Everything is related in one way or another. Our class theme is “the past possesses the present” and its true. The past does posses the present. The way our minds work and think are because of past experiences and the knowledge that what has happened to us has happened to someone else in some other time. Like the
Circular Theory, everything important happening now has happened before--and everything important will happen again.

David Malouf’s An Imaginary Life is a modern piece of literature, but that does not take away from how it relates to our class. We’re studying classical literature, yes, but also how everything is incorporated in everything else. The most obvious connection a person may make between An Imaginary Life and classical literature is the character of banishment. Ovid. Publius Ovidius Naso. He who is known for his metamorphic literature works way back in year 8 AD. He who was banished for some crime worse than murder. He who was never heard of again. As Malouf weaves the tale of Ovid during banishment, so many connections from past to present can be made. The character Ovid even recognizes his past pervading his present in the Child. When Ovid was young, there was a wild child in his life. When Ovid became old, the Child returned.

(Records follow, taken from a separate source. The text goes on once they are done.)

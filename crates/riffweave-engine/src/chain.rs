//! Joining cells end to end.
//!
//! Two cells join when the boundary notes share a pitch class. The newly
//! added cell is moved by whole octaves so its boundary note lands exactly
//! on the phrase's boundary note, then that duplicate note is dropped. The
//! existing phrase is never moved.

use riffweave_catalog::Cell;
use riffweave_theory::Note;

/// Octave delta that moves `boundary` onto `target`, if they share a pitch
/// class.
fn octave_delta(target: Note, boundary: Note) -> Option<i32> {
    if target.same_pitch_class(boundary) {
        Some(target.octave as i32 - boundary.octave as i32)
    } else {
        None
    }
}

/// Appends `cell` after `phrase`, joining on the phrase's last note.
///
/// Returns `None` when `cell` does not start on the phrase's last pitch
/// class, or when `phrase` is empty.
///
/// # Examples
/// ```
/// use riffweave_catalog::Cell;
/// use riffweave_engine::chain::extend_right;
/// use riffweave_theory::Note;
///
/// let phrase = vec![Note::new(2, 4), Note::new(0, 5)];
/// let cell = Cell::new(vec![Note::new(0, 3), Note::new(11, 2)]).unwrap();
/// let joined = extend_right(&phrase, &cell).unwrap();
/// assert_eq!(joined, vec![Note::new(2, 4), Note::new(0, 5), Note::new(11, 4)]);
/// ```
pub fn extend_right(phrase: &[Note], cell: &Cell) -> Option<Vec<Note>> {
    let join = *phrase.last()?;
    let delta = octave_delta(join, cell.first())?;

    let mut joined = Vec::with_capacity(phrase.len() + cell.len() - 1);
    joined.extend_from_slice(phrase);
    joined.extend(cell.notes()[1..].iter().map(|n| n.shifted_octaves(delta)));
    Some(joined)
}

/// Prepends `cell` before `phrase`, joining on the phrase's first note.
///
/// Returns `None` when `cell` does not end on the phrase's first pitch
/// class, or when `phrase` is empty.
pub fn extend_left(cell: &Cell, phrase: &[Note]) -> Option<Vec<Note>> {
    let join = *phrase.first()?;
    let delta = octave_delta(join, cell.last())?;

    let head = &cell.notes()[..cell.len() - 1];
    let mut joined = Vec::with_capacity(phrase.len() + head.len());
    joined.extend(head.iter().map(|n| n.shifted_octaves(delta)));
    joined.extend_from_slice(phrase);
    Some(joined)
}
//! Constants for note naming.

/// Pitch class names using sharps (C=0 .. B=11).
///
/// Also the key-independent spelling used when a note has to be named
/// without a key in scope, e.g. for letter-name filters on catalog cells.
pub const SHARP_NAMES: [&str; 12] = [
    "C", "C#", "D", "D#", "E", "F", "F#", "G", "G#", "A", "A#", "B",
];

/// Pitch class names using flats (C=0 .. B=11).
pub const FLAT_NAMES: [&str; 12] = [
    "C", "Db", "D", "Eb", "E", "F", "Gb", "G", "Ab", "A", "Bb", "B",
];

/// Semitone offsets for natural note letters.
pub(super) const SEMITONE_MAP: [(char, i32); 7] = [
    ('C', 0),
    ('D', 2),
    ('E', 4),
    ('F', 5),
    ('G', 7),
    ('A', 9),
    ('B', 11),
];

Our human brain tends to make unconscious connections for us. As Ovid connected the Child to the child of his past, we make connections from our past to our present circumstances. The past possesses the present. We can make the connections from Sophocles’ Antigone and our own struggles with drama between men and women, age and youth, society and the individual, living and the dead, and between men and gods. From Homeric Hymns, we can connect past characters to the characters of our present. From Plato’s Symposium, we can connect their discussions to our own discussions of love and friendship. From Aristophanes’ Lysistrata, we can connect their humor to the humor of our day and age. And from Malouf’s An Imaginary Life, we can connect his imagination and storytelling to our own need to relate experiences or ideas to one another.

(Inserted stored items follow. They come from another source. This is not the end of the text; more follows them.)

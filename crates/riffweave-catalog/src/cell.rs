//! Cells and single-role catalogs.

use riffweave_theory::Note;
use serde::Serialize;

use crate::role::CellRole;

/// A fixed melodic fragment: an ordered, non-empty run of notes.
#[derive(Debug, Clone, PartialEq, Eq, Hash, Serialize)]
#[serde(transparent)]
pub struct Cell {
    notes: Vec<Note>,
}

impl Cell {
    /// Wraps `notes` as a cell. Returns `None` when `notes` is empty.
    pub fn new(notes: Vec<Note>) -> Option<Self> {
        if notes.is_empty() {
            None
        } else {
            Some(Self { notes })
        }
    }

    /// The cell's notes in order.
    pub fn notes(&self) -> &[Note] {
        &self.notes
    }

    pub fn len(&self) -> usize {
        self.notes.len()
    }

    /// Always false; cells are non-empty by construction.
    pub fn is_empty(&self) -> bool {
        self.notes.is_empty()
    }

    /// First note, the join point for right extension.
    pub fn first(&self) -> Note {
        self.notes[0]
    }

    /// Last note, the join point for left extension.
    pub fn last(&self) -> Note {
        self.notes[self.notes.len() - 1]
    }

    /// A copy of this cell moved by `semitones`, carrying into the octave.
    pub fn transposed(&self, semitones: i32) -> Cell {
        Cell {
            notes: self.notes.iter().map(|n| n.transposed(semitones)).collect(),
        }
    }

    /// True if `window` appears as a contiguous run inside this cell.
    pub fn contains_window(&self, window: &[Note]) -> bool {
        !window.is_empty() && self.notes.windows(window.len()).any(|w| w == window)
    }

    /// Pitch-class sequence of the cell.
    pub fn pitch_classes(&self) -> Vec<u8> {
        self.notes.iter().map(|n| n.pitch_class).collect()
    }
}

/// All cells for one harmonic role.
///
/// Cells are addressed by index; the index is the cell's identity for
/// per-attempt reuse tracking.
#[derive(Debug, Clone, PartialEq, Eq, Serialize)]
pub struct Catalog {
    pub role: CellRole,
    pub cells: Vec<Cell>,
}

impl Catalog {
    pub fn new(role: CellRole, cells: Vec<Cell>) -> Self {
        Self { role, cells }
    }

    pub fn len(&self) -> usize {
        self.cells.len()
    }

    pub fn is_empty(&self) -> bool {
        self.cells.is_empty()
    }

    pub fn get(&self, index: usize) -> Option<&Cell> {
        self.cells.get(index)
    }

    /// Iterates `(index, cell)` pairs.
    pub fn iter(&self) -> impl Iterator<Item = (usize, &Cell)> {
        self.cells.iter().enumerate()
    }

    /// Builds the catalog for `role` by transposing every cell of `self`.
    pub fn transposed(&self, role: CellRole, semitones: i32) -> Catalog {
        Catalog {
            role,
            cells: self.cells.iter().map(|c| c.transposed(semitones)).collect(),
        }
    }
}

#[cfg(test)]
mod tests {
    use super::*;
    use pretty_assertions::assert_eq;

    fn cell(names: &[&str]) -> Cell {
        Cell::new(names.iter().map(|n| n.parse().unwrap()).collect()).unwrap()
    }

    #[test]
    fn test_empty_cell_rejected() {
        assert!(Cell::new(Vec::new()).is_none());
    }

    #[test]
    fn test_boundary_notes() {
        let c = cell(&["C4", "D4", "E4", "G4", "A4"]);
        assert_eq!(c.first(), Note::new(0, 4));
        assert_eq!(c.last(), Note::new(9, 4));
        assert_eq!(c.len(), 5);
    }

    #[test]
    fn test_transposed_carries() {
        let c = cell(&["A4", "B4", "C5"]);
        assert_eq!(c.transposed(3), cell(&["C5", "D5", "D#5"]));
        assert_eq!(c.transposed(-7), cell(&["D4", "E4", "F4"]));
    }

    #[test]
    fn test_contains_window() {
        let long = cell(&["E4", "D4", "B3", "C4", "D4", "D#4", "F4", "G4", "A4"]);
        let banned = cell(&["D4", "B3", "C4", "D4", "D#4"]);
        assert!(long.contains_window(banned.notes()));
        let other = cell(&["D4", "B3", "C4", "D4", "E4"]);
        assert!(!long.contains_window(other.notes()));
        assert!(!long.contains_window(&[]));
    }

    #[test]
    fn test_catalog_transposed_role() {
        let catalog = Catalog::new(CellRole::Sus4, vec![cell(&["C4", "D4"])]);
        let up = catalog.transposed(CellRole::Sus4Up2, 2);
        assert_eq!(up.role, CellRole::Sus4Up2);
        assert_eq!(up.cells, vec![cell(&["D4", "E4"])]);
    }
}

Malouf’s piece of literature is a reenactment of Ovid himself. Ovid’s Metamorphoses is a grouping of stories that portray the change of a being to another being--even if that change is only minimal; some of his tales depict man changing into beast while others depict man having a change in personality. Either way, a metamorphosis has taken place. Malouf depicts Ovid as one who believes in his banishment; he believes he is supposed to be completely cut off from his past and does nothing to change that fact. However, as the character Ovid starts to accept his change of lifestyle, he himself is transformed. The Child is also a way for Ovid to change. Instead of transforming those around him, Ovid changes to relate and fit into his surroundings.

Our class, Classical Foundations of Literature, is exactly what it says it is, except, we study the classical foundations of not only literature, but of our existences. Like Ovid’s tales and Malouf’s imagined life of Ovid‘s banishment, we transform ourselves through our experiences and the past experiences of others, and we learn and change to adapt to our world.


I just finished reading David Malouf's An Imaginary Life, and can I just say wow? Definitely thought provoking.

The language alone captured my attention and I could hardly put the book down. The Child was especially intriguing.

I think I'm putting this on my favorite books list.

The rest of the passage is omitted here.